(WORK TO BE COMPLETED): For the entries below, state how many lines include the string "Parser", and write nothing besides that number.

Start of DATA FOR ANALYSIS

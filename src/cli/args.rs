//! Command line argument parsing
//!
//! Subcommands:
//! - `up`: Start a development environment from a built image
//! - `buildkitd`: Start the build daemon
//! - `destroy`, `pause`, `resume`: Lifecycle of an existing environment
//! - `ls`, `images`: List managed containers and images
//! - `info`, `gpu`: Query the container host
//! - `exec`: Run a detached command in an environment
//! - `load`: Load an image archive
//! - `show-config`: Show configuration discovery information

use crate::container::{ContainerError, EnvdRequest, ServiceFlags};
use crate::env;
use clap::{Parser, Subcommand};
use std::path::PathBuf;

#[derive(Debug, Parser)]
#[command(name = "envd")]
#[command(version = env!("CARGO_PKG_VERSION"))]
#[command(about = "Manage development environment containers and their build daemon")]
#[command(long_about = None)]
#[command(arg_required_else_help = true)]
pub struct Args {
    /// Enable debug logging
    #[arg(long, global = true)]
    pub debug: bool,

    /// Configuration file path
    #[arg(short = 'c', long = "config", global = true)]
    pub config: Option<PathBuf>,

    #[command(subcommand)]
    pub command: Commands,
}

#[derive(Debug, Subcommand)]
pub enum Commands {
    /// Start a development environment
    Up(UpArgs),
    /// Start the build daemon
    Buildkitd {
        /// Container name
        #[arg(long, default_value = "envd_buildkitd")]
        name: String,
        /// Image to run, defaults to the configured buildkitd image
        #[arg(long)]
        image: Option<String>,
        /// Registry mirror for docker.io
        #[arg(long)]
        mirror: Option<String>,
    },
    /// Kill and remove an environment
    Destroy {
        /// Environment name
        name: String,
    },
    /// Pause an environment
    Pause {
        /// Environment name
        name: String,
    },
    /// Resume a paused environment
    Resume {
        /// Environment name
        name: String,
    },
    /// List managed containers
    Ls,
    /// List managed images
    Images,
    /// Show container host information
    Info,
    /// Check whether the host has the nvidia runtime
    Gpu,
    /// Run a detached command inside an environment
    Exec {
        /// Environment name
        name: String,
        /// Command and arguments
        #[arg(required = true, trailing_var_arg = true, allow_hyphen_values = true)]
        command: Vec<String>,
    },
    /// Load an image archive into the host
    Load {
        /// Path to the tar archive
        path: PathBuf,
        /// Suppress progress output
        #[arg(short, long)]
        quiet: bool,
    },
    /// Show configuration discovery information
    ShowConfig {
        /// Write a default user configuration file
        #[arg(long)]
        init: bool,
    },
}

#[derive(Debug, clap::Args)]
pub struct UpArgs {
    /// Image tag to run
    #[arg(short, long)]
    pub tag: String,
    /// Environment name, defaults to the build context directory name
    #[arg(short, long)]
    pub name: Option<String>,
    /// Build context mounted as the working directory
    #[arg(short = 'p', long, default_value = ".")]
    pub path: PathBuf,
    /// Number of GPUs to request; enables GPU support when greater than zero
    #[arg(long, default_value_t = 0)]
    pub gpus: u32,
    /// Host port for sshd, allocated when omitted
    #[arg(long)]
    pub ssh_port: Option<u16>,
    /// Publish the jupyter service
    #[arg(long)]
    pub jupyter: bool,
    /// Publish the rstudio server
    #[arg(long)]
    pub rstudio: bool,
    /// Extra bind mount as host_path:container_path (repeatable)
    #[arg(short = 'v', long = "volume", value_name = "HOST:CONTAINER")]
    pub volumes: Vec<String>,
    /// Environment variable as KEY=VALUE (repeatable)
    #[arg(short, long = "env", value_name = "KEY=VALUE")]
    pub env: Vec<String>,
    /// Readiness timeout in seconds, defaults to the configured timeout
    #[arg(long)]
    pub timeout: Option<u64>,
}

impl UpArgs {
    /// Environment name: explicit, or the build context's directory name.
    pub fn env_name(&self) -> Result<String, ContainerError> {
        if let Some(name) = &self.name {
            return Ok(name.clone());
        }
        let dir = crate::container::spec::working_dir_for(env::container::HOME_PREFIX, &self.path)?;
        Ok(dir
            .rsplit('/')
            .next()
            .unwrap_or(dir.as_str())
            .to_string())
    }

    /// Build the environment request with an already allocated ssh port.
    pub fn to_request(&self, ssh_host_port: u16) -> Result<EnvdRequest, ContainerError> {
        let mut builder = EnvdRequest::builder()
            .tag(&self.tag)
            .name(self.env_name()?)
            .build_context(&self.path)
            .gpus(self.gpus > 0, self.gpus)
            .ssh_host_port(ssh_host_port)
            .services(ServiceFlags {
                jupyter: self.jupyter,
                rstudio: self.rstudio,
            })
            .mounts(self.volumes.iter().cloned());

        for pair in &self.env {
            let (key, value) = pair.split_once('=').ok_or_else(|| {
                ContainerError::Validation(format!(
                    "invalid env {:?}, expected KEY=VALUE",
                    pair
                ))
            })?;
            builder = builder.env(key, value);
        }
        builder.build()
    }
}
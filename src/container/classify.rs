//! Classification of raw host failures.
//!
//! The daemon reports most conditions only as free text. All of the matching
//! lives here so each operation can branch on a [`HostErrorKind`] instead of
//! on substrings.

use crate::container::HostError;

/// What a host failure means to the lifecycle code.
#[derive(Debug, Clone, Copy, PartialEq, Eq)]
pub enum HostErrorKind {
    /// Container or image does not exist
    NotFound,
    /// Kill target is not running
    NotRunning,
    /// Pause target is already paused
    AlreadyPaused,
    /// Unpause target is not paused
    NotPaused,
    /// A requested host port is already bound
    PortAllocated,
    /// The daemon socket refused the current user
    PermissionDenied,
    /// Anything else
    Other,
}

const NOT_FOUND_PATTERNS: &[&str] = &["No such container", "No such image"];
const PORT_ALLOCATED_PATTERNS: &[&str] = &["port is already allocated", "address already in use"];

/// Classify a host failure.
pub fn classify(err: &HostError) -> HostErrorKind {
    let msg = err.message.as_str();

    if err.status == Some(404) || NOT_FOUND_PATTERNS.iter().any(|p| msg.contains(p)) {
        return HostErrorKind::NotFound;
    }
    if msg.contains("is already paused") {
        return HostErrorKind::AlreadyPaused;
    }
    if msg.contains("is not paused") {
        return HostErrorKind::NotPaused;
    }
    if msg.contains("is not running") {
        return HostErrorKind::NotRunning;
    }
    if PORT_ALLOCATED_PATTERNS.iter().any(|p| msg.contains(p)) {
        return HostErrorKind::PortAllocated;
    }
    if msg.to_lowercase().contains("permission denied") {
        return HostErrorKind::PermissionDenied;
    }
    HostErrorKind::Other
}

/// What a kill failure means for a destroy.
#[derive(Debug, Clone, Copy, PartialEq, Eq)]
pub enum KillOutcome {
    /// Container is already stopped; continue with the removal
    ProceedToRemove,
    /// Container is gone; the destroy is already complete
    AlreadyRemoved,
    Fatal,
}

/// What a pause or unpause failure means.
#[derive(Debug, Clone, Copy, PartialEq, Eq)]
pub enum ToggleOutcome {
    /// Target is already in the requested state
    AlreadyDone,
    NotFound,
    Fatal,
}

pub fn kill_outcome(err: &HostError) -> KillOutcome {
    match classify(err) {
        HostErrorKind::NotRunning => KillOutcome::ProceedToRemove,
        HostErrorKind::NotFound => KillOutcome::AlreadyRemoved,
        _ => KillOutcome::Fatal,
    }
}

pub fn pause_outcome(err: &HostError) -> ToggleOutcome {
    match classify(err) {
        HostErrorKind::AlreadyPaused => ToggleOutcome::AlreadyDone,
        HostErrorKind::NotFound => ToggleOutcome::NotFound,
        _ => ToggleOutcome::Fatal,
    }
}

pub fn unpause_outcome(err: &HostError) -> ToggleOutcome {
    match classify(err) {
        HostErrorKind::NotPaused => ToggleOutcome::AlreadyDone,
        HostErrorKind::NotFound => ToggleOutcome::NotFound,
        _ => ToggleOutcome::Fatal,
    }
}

End of DATA FOR ANALYSIS

(ANSWER SECTION): 2